7. The apparatus according to claim 6, characterized in that, The processing module is further configured to: perform a two-dimensional discrete Fourier transform on the first fast time dimension-slow time dimension data collected by each receiving antenna to obtain the second distance Doppler map data corresponding to each receiving antenna; The processing module is further configured to: perform non-coherent accumulation (NCI) on the N second range Doppler image data corresponding one-to-one with the N receiving antennas to obtain a third range Doppler image; The acquisition module is further configured to: acquire second target data on the third distance Doppler image, wherein the second target data is data that meets preset conditions; The processing module is further configured to: determine the distance information and velocity information of the second target data on the third distance Doppler map as the first target distance and the first target velocity, respectively.

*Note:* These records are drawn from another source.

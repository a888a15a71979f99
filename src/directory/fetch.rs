use super::*;

/// Identifies one fetch and carries its cancellation flag.
#[derive(Clone, Debug)]
pub struct FetchTicket {
    id: u64,
    cancel: CancelToken,
}

impl FetchTicket {
    pub fn id(&self) -> u64 {
        self.id
    }

    pub fn cancel_token(&self) -> &CancelToken {
        &self.cancel
    }
}

/// Result of a fetch, tagged with the ticket that started it.
#[derive(Debug)]
pub struct FetchReport {
    pub ticket: u64,
    pub outcome: Result<Value, ApiError>,
}

impl GroupDirectory {
    /// Starts a fetch: cancels the one in flight, enters `Loading` and
    /// clears any previous error.
    pub fn begin_fetch(&mut self) -> FetchTicket {
        if let Some(prev) = self.in_flight.take() {
            prev.cancel.cancel();
            debug!(ticket = prev.id, "superseded group fetch");
        }
        self.next_ticket += 1;
        let ticket = FetchTicket {
            id: self.next_ticket,
            cancel: CancelToken::new(),
        };
        self.state = FetchState::Loading;
        self.in_flight = Some(ticket.clone());
        ticket
    }

    /// Cancels the fetch in flight, if any. Its report will be discarded.
    pub fn cancel(&mut self) {
        if let Some(ticket) = self.in_flight.take() {
            ticket.cancel.cancel();
            self.state = self.settled_state();
            debug!(ticket = ticket.id, "cancelled group fetch");
        }
    }

    /// Applies a fetch report. Reports for cancelled or superseded tickets
    /// leave the directory untouched.
    pub fn apply(&mut self, report: FetchReport) -> Vec<DirectoryEvent> {
        let current = self
            .in_flight
            .as_ref()
            .is_some_and(|t| t.id == report.ticket && !t.cancel.is_cancelled());
        if !current {
            debug!(ticket = report.ticket, "discarding stale group fetch");
            return Vec::new();
        }
        self.in_flight = None;

        match report.outcome {
            Ok(body) => {
                self.members = filter_admin_groups(parse_memberships(&body));
                self.reconcile_selection();
                self.state = FetchState::Loaded;
                self.loaded_once = true;
                info!(count = self.members.len(), "loaded groups");
                vec![DirectoryEvent::SelectionChanged(self.current_selection())]
            }
            Err(ApiError::Aborted) => {
                debug!(ticket = report.ticket, "group fetch aborted");
                self.state = self.settled_state();
                Vec::new()
            }
            Err(err) if err.is_auth() => {
                self.state = FetchState::Errored(AUTH_ERROR_MESSAGE.to_string());
                self.members.clear();
                self.selected.clear();
                if self.reports_auth {
                    vec![DirectoryEvent::AuthFailed]
                } else {
                    warn!(body = %err.body_text(), "auth error calling /user/groups");
                    Vec::new()
                }
            }
            Err(err) => {
                let msg = match err.status() {
                    Some(status) => format!("error {}: {}", status, err.body_text()),
                    None => err.to_string(),
                };
                warn!(error = %msg, "group fetch failed");
                self.state = FetchState::Errored(msg);
                Vec::new()
            }
        }
    }

    /// Runs a fetch to completion on the calling thread.
    pub fn fetch_blocking(&mut self, api: &ApiClient) -> Vec<DirectoryEvent> {
        let ticket = self.begin_fetch();
        let outcome = api.fetch_memberships(ticket.cancel_token());
        self.apply(FetchReport {
            ticket: ticket.id(),
            outcome,
        })
    }

    /// Runs a fetch on a worker thread. The report is sent to `tx` and must be
    /// handed back to [`GroupDirectory::apply`].
    pub fn spawn_fetch(&mut self, api: &ApiClient, tx: Sender<FetchReport>) -> FetchTicket {
        let ticket = self.begin_fetch();
        let worker_ticket = ticket.clone();
        let api = api.clone();
        std::thread::spawn(move || {
            let outcome = api.fetch_memberships(worker_ticket.cancel_token());
            let _ = tx.send(FetchReport {
                ticket: worker_ticket.id(),
                outcome,
            });
        });
        ticket
    }
}

#[cfg(test)]
#[path = "../tests/directory/fetch_tests.rs"]
mod tests;
use super::http_client::read_response;
use super::*;

impl ApiClient {
    /// `GET /user/groups`.
    ///
    /// Without a token the authorization header is sent empty and the server
    /// is expected to reject the call. A cancelled token short-circuits
    /// before the request and discards the response after it.
    pub fn fetch_memberships(&self, cancel: &CancelToken) -> Result<Value, ApiError> {
        if cancel.is_cancelled() {
            return Err(ApiError::Aborted);
        }
        let resp = self
            .client
            .get(self.url("/user/groups"))
            .header(AUTHORIZATION, self.bearer().unwrap_or_default())
            .header(ACCEPT, "application/json")
            .send()?;
        if cancel.is_cancelled() {
            return Err(ApiError::Aborted);
        }
        read_response(resp)
    }
}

8. The apparatus according to claim 6, characterized in that, The processing module is further configured to: assign L corresponding to the N receiving antennas The N first distance Doppler image data are incoherently accumulated (NCI) to obtain the fourth distance Doppler image; The acquisition module is further configured to: acquire third target data on the fourth distance Doppler image, wherein the third target data is data that meets preset conditions; The processing module is further configured to: determine the distance information and velocity information of the third target data on the fourth distance Doppler map as the first target distance and the first target velocity, respectively.

9. The apparatus according to claim 6, characterized in that, The acquisition module is further configured to: acquire L second fast time dimension-slow time dimension data corresponding to any one of the N receiving antennas; The processing module is further configured to: perform noncoherent accumulation (NCI) on the L second fast time dimension-slow time dimension data corresponding to any one of the receiving antennas to obtain a fifth range Doppler image; The acquisition module is further configured to: acquire fourth target data on the fifth distance Doppler image, wherein the fourth target data is data that meets preset conditions; The processing module is further configured to: determine the distance information and velocity information of the fourth target data on the fifth distance Doppler map as the first target distance and the first target velocity, respectively.

10. The apparatus according to any one of claims 7 to 9, characterized in that, The data that meets the preset conditions is the peak data in the distance Doppler graph data.

11. An autonomous driving device, characterized in that, It includes the apparatus as described in any one of claims 6 to 10.

12. A data processing apparatus, characterized in that, include: Memory and processor; The memory is used to store program instructions; The processor is used to invoke program instructions in the memory to execute the method as described in any one of claims 1 to 5.

13. A computer-readable medium, characterized in that, The computer-readable medium stores program code for computer execution, the program code including instructions for performing the method as described in any one of claims 1 to 5.

14. A computer program product, said computer program product comprising computer program code, characterized in that, When the computer program code is run on a computer, it causes the computer to implement the method as described in any one of claims 1 to 5.